One of the philosophies of the Ayurvedic method is, “Incorrect diet, medicine is of no use. Correct diet, medicine is of no need,” Zimmern said.
His trip to the health center was a hoot, a holler and a quick overview of what balance entails. I’ve always thought Zimmern seemed like a fun loving, decent, easy going guy. This section of the Goa episode cinched it.
His trip to the health center was a hoot, a holler and a quick overview of what balance entails. I’ve always thought Zimmern seemed like a fun loving, decent, easy going guy. This section of the Goa episode cinched it.
At the center he took in various center offerings with the idea of a weight-loss plan. A Hatha yoga class was the kick off. One thing I like about this form of yoga is that anyone can do it, even if you have the tightest hamstrings in the world like I do.

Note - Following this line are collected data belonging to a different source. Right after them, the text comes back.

//! Collaborator contract with the underlying UPnP transport library
//!
//! The transport owns SSDP, HTTP, and the GENA wire protocol. The core
//! only needs its subscribe/unsubscribe primitives and a way to install
//! one process-wide handler per event category; everything it delivers
//! arrives as a [`TransportEvent`] on a thread the transport owns.

use std::sync::Arc;

use xmltree::Element;

use crate::error::{DecodeError, TransportError};

/// Default renewal timeout requested on subscribe, in seconds.
///
/// The transport renews automatically at this cadence; the granted value
/// may differ and is reported in the [`SubscriptionGrant`].
pub const DEFAULT_SUBSCRIPTION_TIMEOUT_SECS: u32 = 1800;

/// The event categories delivered by the transport layer
#[derive(Debug, Clone, Copy, PartialEq, Eq, Hash)]
pub enum EventKind {
    SubscribeComplete,
    RenewalComplete,
    UnsubscribeComplete,
    AutoRenewalFailed,
    VariableChange,
}

impl EventKind {
    /// All categories, in handler-registration order
    pub const ALL: [EventKind; 5] = [
        EventKind::SubscribeComplete,
        EventKind::RenewalComplete,
        EventKind::UnsubscribeComplete,
        EventKind::AutoRenewalFailed,
        EventKind::VariableChange,
    ];

    pub fn as_str(&self) -> &'static str {
        match self {
            EventKind::SubscribeComplete => "subscribe-complete",
            EventKind::RenewalComplete => "renewal-complete",
            EventKind::UnsubscribeComplete => "unsubscribe-complete",
            EventKind::AutoRenewalFailed => "autorenewal-failed",
            EventKind::VariableChange => "variable-change",
        }
    }
}

impl std::fmt::Display for EventKind {
    fn fmt(&self, f: &mut std::fmt::Formatter<'_>) -> std::fmt::Result {
        f.write_str(self.as_str())
    }
}

/// A successful subscription: the SID minted by the remote party and the
/// renewal timeout it actually granted.
#[derive(Debug, Clone)]
pub struct SubscriptionGrant {
    pub sid: String,
    pub timeout_seconds: u32,
}

/// One notification delivered by the transport layer
#[derive(Debug, Clone)]
pub enum TransportEvent {
    SubscribeComplete {
        sid: String,
    },
    RenewalComplete {
        sid: String,
    },
    UnsubscribeComplete {
        sid: String,
    },
    AutoRenewalFailed {
        sid: String,
    },
    VariableChange {
        sid: String,
        /// GENA event sequence number
        event_key: u32,
        /// Parsed propertyset document
        payload: Element,
    },
}

impl TransportEvent {
    pub fn kind(&self) -> EventKind {
        match self {
            TransportEvent::SubscribeComplete { .. } => EventKind::SubscribeComplete,
            TransportEvent::RenewalComplete { .. } => EventKind::RenewalComplete,
            TransportEvent::UnsubscribeComplete { .. } => EventKind::UnsubscribeComplete,
            TransportEvent::AutoRenewalFailed { .. } => EventKind::AutoRenewalFailed,
            TransportEvent::VariableChange { .. } => EventKind::VariableChange,
        }
    }

    pub fn sid(&self) -> &str {
        match self {
            TransportEvent::SubscribeComplete { sid }
            | TransportEvent::RenewalComplete { sid }
            | TransportEvent::UnsubscribeComplete { sid }
            | TransportEvent::AutoRenewalFailed { sid }
            | TransportEvent::VariableChange { sid, .. } => sid,
        }
    }
}

/// Handler installed with the transport for one event category
pub type EventHandler = Arc<dyn Fn(TransportEvent) -> Result<(), DecodeError> + Send + Sync>;

/// Subscription primitives of the underlying UPnP transport library.
///
/// `subscribe` and `unsubscribe` are synchronous-with-timeout at the
/// transport layer; `register_event_handler` is called once per
/// [`EventKind`] during gateway installation.
pub trait EventTransport: Send + Sync {
    /// Subscribe to `event_url`, requesting a `timeout_seconds` renewal
    /// timeout. The transport renews the subscription automatically.
    fn subscribe(
        &self,
        event_url: &str,
        timeout_seconds: u32,
    ) -> Result<SubscriptionGrant, TransportError>;

    /// Cancel the subscription identified by `sid`
    fn unsubscribe(&self, sid: &str) -> Result<(), TransportError>;

    /// Install `handler` for one event category
    fn register_event_handler(&self, kind: EventKind, handler: EventHandler);
}
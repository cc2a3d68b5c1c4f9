//! Error types for service handle operations

use thiserror::Error;
use upnp_eventing::TransportError;
use upnp_soap::SoapError;

/// Errors surfaced by service handle operations.
///
/// None of these are fatal: a failed subscribe leaves the handle
/// Unsubscribed and may be retried, and a failed action reports the
/// transport or remote condition to the caller.
#[derive(Debug, Error)]
pub enum ServiceError {
    /// Subscribe or unsubscribe failed at the transport layer
    #[error(transparent)]
    Transport(#[from] TransportError),

    /// An action invocation failed (network, decode, or remote fault)
    #[error(transparent)]
    Soap(#[from] SoapError),

    /// A well-formed action response lacked an expected field
    #[error("response to {action} is missing field {field}")]
    MissingField { action: String, field: String },
}

/// Type alias for results of service handle operations
pub type Result<T> = std::result::Result<T, ServiceError>;
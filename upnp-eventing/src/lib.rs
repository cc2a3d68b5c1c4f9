//! Subscription registry and event-dispatch core for UPnP control points
//!
//! A control point subscribes to many remote services at once, but the
//! underlying transport library delivers every notification through one
//! process-wide callback. This crate provides the pieces that bridge the
//! two worlds:
//!
//! - [`decoder`]: turns a GENA propertyset document into a
//!   variable-name/value mapping
//! - [`registry`]: the SID-keyed dispatch table shared by all
//!   subscriptions, serialized behind a single lock
//! - [`gateway`]: the one callback installed with the transport,
//!   demultiplexing variable-change events through the registry
//! - [`transport`]: the contract the underlying transport library has to
//!   fulfill (subscribe/unsubscribe primitives, per-category handler
//!   registration)
//!
//! Service-level lifecycle (subscribe, resubscribe, reporter
//! installation) lives in the `upnp-control` crate on top of this one.

pub mod decoder;
mod error;
pub mod gateway;
pub mod registry;
pub mod transport;

pub use decoder::{decode_property_set, decode_property_set_xml, DecodedEvent};
pub use error::{DecodeError, TransportError};
pub use gateway::{EventGateway, RenewalWatcher};
pub use registry::{EventCallback, SubscriptionRegistry};
pub use transport::{
    EventHandler, EventKind, EventTransport, SubscriptionGrant, TransportEvent,
    DEFAULT_SUBSCRIPTION_TIMEOUT_SECS,
};
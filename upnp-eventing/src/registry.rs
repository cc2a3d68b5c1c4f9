//! SID-keyed callback dispatch table
//!
//! One registry instance is shared between the transport-facing gateway
//! and every service handle in the process. All mutation goes through a
//! single lock; lookups copy the callback reference out and invoke it
//! after the lock is released, so a reporter is free to call back into
//! the registry (e.g. to resubscribe) without deadlocking.

use std::collections::HashMap;
use std::sync::Arc;

use parking_lot::Mutex;
use tracing::{debug, info};

use crate::decoder::DecodedEvent;

/// Callback registered for one subscription, invoked with each decoded event
pub type EventCallback = Arc<dyn Fn(&DecodedEvent) + Send + Sync>;

#[derive(Default)]
struct Inner {
    callbacks: HashMap<String, EventCallback>,
    gateway_installed: bool,
}

/// Table mapping a subscription identifier (SID) to its registered callback.
///
/// Entries are created when a service handle completes a subscribe and
/// removed only by its unregister path; an event arriving for an unknown
/// SID is an expected race (unsubscribe vs. in-flight delivery) and is
/// logged, never an error.
pub struct SubscriptionRegistry {
    inner: Mutex<Inner>,
}

impl SubscriptionRegistry {
    /// Create an empty registry
    pub fn new() -> Self {
        Self {
            inner: Mutex::new(Inner::default()),
        }
    }

    /// Install `callback` for `sid`, replacing any previous entry.
    ///
    /// Replacement should not occur in normal operation (SIDs are newly
    /// minted per subscribe) but is tolerated defensively.
    pub fn register(&self, sid: impl Into<String>, callback: EventCallback) {
        let sid = sid.into();
        let mut inner = self.inner.lock();
        if inner.callbacks.insert(sid.clone(), callback).is_some() {
            debug!(%sid, "replaced existing callback registration");
        }
    }

    /// Remove the entry for `sid`, returning whether one existed
    pub fn unregister(&self, sid: &str) -> bool {
        self.inner.lock().callbacks.remove(sid).is_some()
    }

    /// Copy out the callback registered for `sid`, if any
    pub fn callback_for(&self, sid: &str) -> Option<EventCallback> {
        self.inner.lock().callbacks.get(sid).cloned()
    }

    pub fn is_registered(&self, sid: &str) -> bool {
        self.inner.lock().callbacks.contains_key(sid)
    }

    pub fn len(&self) -> usize {
        self.inner.lock().callbacks.len()
    }

    pub fn is_empty(&self) -> bool {
        self.len() == 0
    }

    /// Deliver `event` to the callback registered for `sid`.
    ///
    /// Returns `true` if a callback was invoked. An unknown SID is logged
    /// and reported as `false`. The callback runs outside the lock.
    pub fn dispatch(&self, sid: &str, event: &DecodedEvent) -> bool {
        let callback = {
            let inner = self.inner.lock();
            inner.callbacks.get(sid).cloned()
        };

        match callback {
            Some(callback) => {
                callback(event);
                true
            }
            None => {
                info!(%sid, "no callback registered for event");
                false
            }
        }
    }

    /// Flip the one-time gateway-install flag, returning its previous value.
    ///
    /// Shares the dispatch lock so concurrent installers serialize.
    pub(crate) fn mark_gateway_installed(&self) -> bool {
        let mut inner = self.inner.lock();
        std::mem::replace(&mut inner.gateway_installed, true)
    }
}

impl Default for SubscriptionRegistry {
    fn default() -> Self {
        Self::new()
    }
}

impl std::fmt::Debug for SubscriptionRegistry {
    fn fmt(&self, f: &mut std::fmt::Formatter<'_>) -> std::fmt::Result {
        f.debug_struct("SubscriptionRegistry")
            .field("subscriptions", &self.len())
            .finish()
    }
}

Said Zimmern, as he good-naturedly bent this way and that, “Yoga is a way to work with muscles without damaging the body.”
Although not mentioned, other reasons for doing yoga is to massage the internal organs and align the body. The end result also has a spiritual element.
“When it’s all over, we’re supposed to be more in peace and not in pieces,” said Zimmern.
If you notice in the picture of the yoga class, Zimmern is the only guy, but not the only non-Indian. Throughout the Goa episode non-Indians were in several shots, highlighting how Goa is a tourist destination for sure.
After yoga came the food. The Ayurvedic method of diet is to eat several different types of food to match your body type in order to achieve balance. Zimmern’s meal was to help him loose weight. Lentil and mushroom curry, mango pickle (yum), potatoes and rice were on the menu. There was more, but I didn’t catch all of it. The main point is to eat a balanced variety between foods in order to bring together hot, spicy, cool, sour and sweet. You don’t chow down on any one of the dishes.
The real fun began after Zimmern’s meal when he took in a couple of purifying treatments. When a guy whose belly pooches out some, disrobes, puts on a jock strap type covering and gets on a massage treatment for an oil treatment type massage, he has me hooked.
As hot oil was dripped on his head and massaged in, he quipped, “I may look silly right now, but this is fantastic. I know why the Beatles came here and say it changed their lives.” (The photo, from the center’s Web site is of the oil treatment.)
Other treatments, all designed to purify the body, involved being hit with small rice bags, being put in some sort of box like sauna with his head sticking out and having cold butter milk poured on him.
At the point of the cold butter milk, the chair Zimmern was sitting in broke, tumbling him to the floor. I began laughing (not at him, with him) and thought, what a guy. Instead of taking the “I’m mad as hell,” approach, he laughed it off, and while still splayed on the floor quipped, “I’ll just roll over, I’m too greased.”
The last part of his treatment, designed to burn the excess fat from his body, was to down an herbal drink made from purified cow’s urine. “Alright, so I just slug this down. . .Tell patients not to smell it first,” he told the person from the center who explained cow urine virtues.
Zimmern described it as being very sour and very bitter, and said he could feel the fat melting away. Somehow, I don’t think he believes cow urine is the answer to his weight problem.
His last comment as he put down the glass was, “I think I’m through here.”